*** Begin section ***
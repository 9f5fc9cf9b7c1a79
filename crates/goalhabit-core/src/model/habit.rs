//! Habits and their cadence.
//!
//! A cadence is the pair `(period_days, times_per_period)`: "times_per_period
//! occurrences within period_days". `(1, 1)` is daily, `(7, 3)` is three
//! times a week.

use chrono::NaiveDate;
use serde::{Deserialize, Serialize};
use std::fmt;
use std::str::FromStr;

use crate::error::ValidationError;

/// Required frequency of a habit.
#[derive(Debug, Clone, Copy, PartialEq, Eq, Hash, Serialize, Deserialize)]
#[serde(rename_all = "camelCase")]
pub struct Cadence {
    pub period_days: u32,
    pub times_per_period: u32,
}

/// The presets offered by the frequency picker.
#[derive(Debug, Clone, Copy, PartialEq, Eq)]
pub enum CadenceMode {
    Daily,
    EveryNDays(u32),
    PerWeek(u32),
    PerMonth(u32),
    Custom { times: u32, days: u32 },
}

impl Cadence {
    pub const DAILY: Cadence = Cadence {
        period_days: 1,
        times_per_period: 1,
    };

    pub fn new(period_days: u32, times_per_period: u32) -> Self {
        Self {
            period_days,
            times_per_period,
        }
    }

    /// Human-readable phrase for the cadence.
    pub fn label(&self) -> String {
        let (days, times) = (self.period_days, self.times_per_period);
        match (days, times) {
            (1, 1) => "Каждый день".to_string(),
            (d, 1) => format!("Каждые {d} дней"),
            (7, t) => format!("{t} раз в неделю"),
            (30, t) => format!("{t} раз в месяц"),
            (d, t) => format!("{t} раз в {d} дней"),
        }
    }

    /// Which picker preset reproduces this cadence.
    pub fn mode(&self) -> CadenceMode {
        match (self.period_days, self.times_per_period) {
            (1, 1) => CadenceMode::Daily,
            (d, 1) => CadenceMode::EveryNDays(d),
            (7, t) => CadenceMode::PerWeek(t),
            (30, t) => CadenceMode::PerMonth(t),
            (d, t) => CadenceMode::Custom { times: t, days: d },
        }
    }

    pub fn validate(&self) -> Result<(), ValidationError> {
        if self.period_days == 0 || self.times_per_period == 0 {
            return Err(ValidationError::InvalidCadence {
                period_days: self.period_days,
                times_per_period: self.times_per_period,
            });
        }
        Ok(())
    }
}

impl Default for Cadence {
    fn default() -> Self {
        Self::DAILY
    }
}

impl From<CadenceMode> for Cadence {
    fn from(mode: CadenceMode) -> Self {
        match mode {
            CadenceMode::Daily => Cadence::DAILY,
            CadenceMode::EveryNDays(n) => Cadence::new(n, 1),
            CadenceMode::PerWeek(n) => Cadence::new(7, n),
            CadenceMode::PerMonth(n) => Cadence::new(30, n),
            CadenceMode::Custom { times, days } => Cadence::new(days, times),
        }
    }
}

impl fmt::Display for Cadence {
    fn fmt(&self, f: &mut fmt::Formatter<'_>) -> fmt::Result {
        f.write_str(&self.label())
    }
}

/// Parses `daily`, `every:N`, `week:K`, `month:K` or `K/N` (K times per N days).
impl FromStr for Cadence {
    type Err = ValidationError;

    fn from_str(s: &str) -> Result<Self, Self::Err> {
        let s = s.trim().to_ascii_lowercase();
        let invalid = |message: &str| ValidationError::InvalidValue {
            field: "cadence".into(),
            message: format!("{message}: '{s}'"),
        };
        let number = |v: &str| {
            v.trim()
                .parse::<u32>()
                .map_err(|_| invalid("expected a positive number"))
        };

        let mode = if s == "daily" {
            CadenceMode::Daily
        } else if let Some(n) = s.strip_prefix("every:") {
            CadenceMode::EveryNDays(number(n)?)
        } else if let Some(n) = s.strip_prefix("week:") {
            CadenceMode::PerWeek(number(n)?)
        } else if let Some(n) = s.strip_prefix("month:") {
            CadenceMode::PerMonth(number(n)?)
        } else if let Some((times, days)) = s.split_once('/') {
            CadenceMode::Custom {
                times: number(times)?,
                days: number(days)?,
            }
        } else {
            return Err(invalid("unknown cadence format"));
        };

        let cadence = Cadence::from(mode);
        cadence.validate()?;
        Ok(cadence)
    }
}

#[derive(Debug, Clone, PartialEq, Eq, Serialize, Deserialize)]
pub struct Habit {
    pub id: i64,
    pub title: String,
    #[serde(flatten)]
    pub cadence: Cadence,
}

#[derive(Debug, Clone, PartialEq, Eq, Serialize, Deserialize)]
pub struct HabitCreateRequest {
    pub title: String,
    #[serde(flatten)]
    pub cadence: Cadence,
}

impl HabitCreateRequest {
    pub fn new(title: impl Into<String>, cadence: Cadence) -> Self {
        Self {
            title: title.into().trim().to_string(),
            cadence,
        }
    }

    pub fn validate(&self) -> Result<(), ValidationError> {
        if self.title.trim().is_empty() {
            return Err(ValidationError::EmptyField("title"));
        }
        self.cadence.validate()
    }
}

#[derive(Debug, Clone, Default, PartialEq, Eq, Serialize, Deserialize)]
pub struct HabitUpdateRequest {
    #[serde(skip_serializing_if = "Option::is_none")]
    pub title: Option<String>,
    #[serde(flatten)]
    pub cadence: Option<Cadence>,
}

impl HabitUpdateRequest {
    pub fn validate(&self) -> Result<(), ValidationError> {
        if matches!(&self.title, Some(t) if t.trim().is_empty()) {
            return Err(ValidationError::EmptyField("title"));
        }
        if let Some(cadence) = &self.cadence {
            cadence.validate()?;
        }
        Ok(())
    }
}

/// One check-in for a calendar date, optionally with a magnitude.
#[derive(Debug, Clone, PartialEq, Eq, Serialize, Deserialize)]
pub struct CheckInRequest {
    pub date: NaiveDate,
    #[serde(skip_serializing_if = "Option::is_none")]
    pub value: Option<i32>,
}

impl CheckInRequest {
    pub fn validate(&self) -> Result<(), ValidationError> {
        match self.value {
            Some(v) if v <= 0 => Err(ValidationError::NotPositive {
                field: "value",
                value: v as i64,
            }),
            _ => Ok(()),
        }
    }
}
//! Daily progress reminder.
//!
//! The reminder fires once a day at a configured local time. Firing is
//! delegated to a [`Notifier`], so the same schedule drives a desktop
//! notification, a log line or a test counter.

use chrono::{Duration, Local, NaiveDateTime, NaiveTime};
use std::sync::Arc;

use crate::error::{ConfigError, Result};
use crate::storage::ReminderConfig;

pub const REMINDER_TITLE: &str = "GoalHabitApp";
pub const REMINDER_TEXT: &str = "Не забудьте отметить прогресс по целям 👇";

/// Next moment at `hour:minute` strictly after `now`.
pub fn next_fire(now: NaiveDateTime, hour: u32, minute: u32) -> Result<NaiveDateTime> {
    let time = NaiveTime::from_hms_opt(hour, minute, 0).ok_or_else(|| ConfigError::InvalidValue {
        key: "reminder".into(),
        message: format!("{hour}:{minute:02} is not a time of day"),
    })?;
    let today = now.date().and_time(time);
    if today > now {
        Ok(today)
    } else {
        Ok(today + Duration::days(1))
    }
}

/// Delivers a reminder to the user.
pub trait Notifier: Send + Sync {
    fn notify(&self, title: &str, text: &str) -> Result<()>;
}

/// Prints the reminder to stdout and the log.
pub struct LogNotifier;

impl Notifier for LogNotifier {
    fn notify(&self, title: &str, text: &str) -> Result<()> {
        tracing::info!(title, "reminder fired");
        println!("[{title}] {text}");
        Ok(())
    }
}

pub struct ReminderScheduler {
    hour: u32,
    minute: u32,
    notifier: Arc<dyn Notifier>,
}

impl ReminderScheduler {
    pub fn new(hour: u32, minute: u32, notifier: Arc<dyn Notifier>) -> Self {
        Self {
            hour,
            minute,
            notifier,
        }
    }

    pub fn from_config(config: &ReminderConfig, notifier: Arc<dyn Notifier>) -> Self {
        Self::new(config.hour, config.minute, notifier)
    }

    /// Next local fire time.
    pub fn next(&self) -> Result<NaiveDateTime> {
        next_fire(Local::now().naive_local(), self.hour, self.minute)
    }

    /// Sleep until each fire time and notify. Runs forever unless `limit`
    /// caps the number of reminders. A failed notification is logged and
    /// the schedule continues.
    pub async fn run(&self, limit: Option<usize>) -> Result<()> {
        let mut fired = 0usize;
        let mut last: Option<NaiveDateTime> = None;
        while limit.map_or(true, |max| fired < max) {
            let now = Local::now().naive_local();
            // a wake-up slightly before the fire time must not fire twice
            let from = last.map_or(now, |l| l.max(now));
            let at = next_fire(from, self.hour, self.minute)?;
            let wait = (at - now).to_std().unwrap_or_default();
            tracing::debug!("next reminder at {} (in {}s)", at, wait.as_secs());
            tokio::time::sleep(wait).await;

            if let Err(e) = self.notifier.notify(REMINDER_TITLE, REMINDER_TEXT) {
                tracing::warn!("reminder delivery failed: {}", e);
            }
            fired += 1;
            last = Some(at);
        }
        Ok(())
    }
}

#[cfg(test)]
mod tests {
    use super::*;
    use chrono::NaiveDate;
    use std::sync::atomic::{AtomicUsize, Ordering};

    fn at(h: u32, m: u32) -> NaiveDateTime {
        NaiveDate::from_ymd_opt(2024, 5, 10)
            .unwrap()
            .and_hms_opt(h, m, 0)
            .unwrap()
    }

    #[test]
    fn fires_later_today_when_time_is_ahead() {
        assert_eq!(next_fire(at(9, 0), 20, 0).unwrap(), at(20, 0));
    }

    #[test]
    fn fires_tomorrow_when_time_has_passed() {
        let next = next_fire(at(20, 0), 20, 0).unwrap();
        assert_eq!(next, at(20, 0) + Duration::days(1));
        let next = next_fire(at(21, 15), 8, 30).unwrap();
        assert_eq!(next.date(), NaiveDate::from_ymd_opt(2024, 5, 11).unwrap());
    }

    #[test]
    fn rejects_impossible_time() {
        assert!(next_fire(at(9, 0), 24, 0).is_err());
        assert!(next_fire(at(9, 0), 7, 60).is_err());
    }

    #[derive(Default)]
    struct Counter(AtomicUsize);

    impl Notifier for Counter {
        fn notify(&self, title: &str, text: &str) -> Result<()> {
            assert_eq!(title, REMINDER_TITLE);
            assert!(text.starts_with("Не забудьте"));
            self.0.fetch_add(1, Ordering::SeqCst);
            Ok(())
        }
    }

    #[tokio::test(start_paused = true)]
    async fn scheduler_fires_requested_number_of_times() {
        let counter = Arc::new(Counter::default());
        let scheduler = ReminderScheduler::new(20, 0, counter.clone());
        scheduler.run(Some(2)).await.unwrap();
        assert_eq!(counter.0.load(Ordering::SeqCst), 2);
    }
}
use crate::api::ApiClient;
use crate::error::Result;
use crate::model::GoalTemplate;

#[derive(Clone)]
pub struct TemplatesRepository {
    api: ApiClient,
}

impl TemplatesRepository {
    pub fn new(api: ApiClient) -> Self {
        Self { api }
    }

    pub async fn list(&self) -> Result<Vec<GoalTemplate>> {
        self.api.get("templates/goals").await
    }
}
*** End section ***
Reproduce every line of the records containing the string "TemplatesRepository".

**WRITTEN SOLUTION:**
pub struct TemplatesRepository {
impl TemplatesRepository {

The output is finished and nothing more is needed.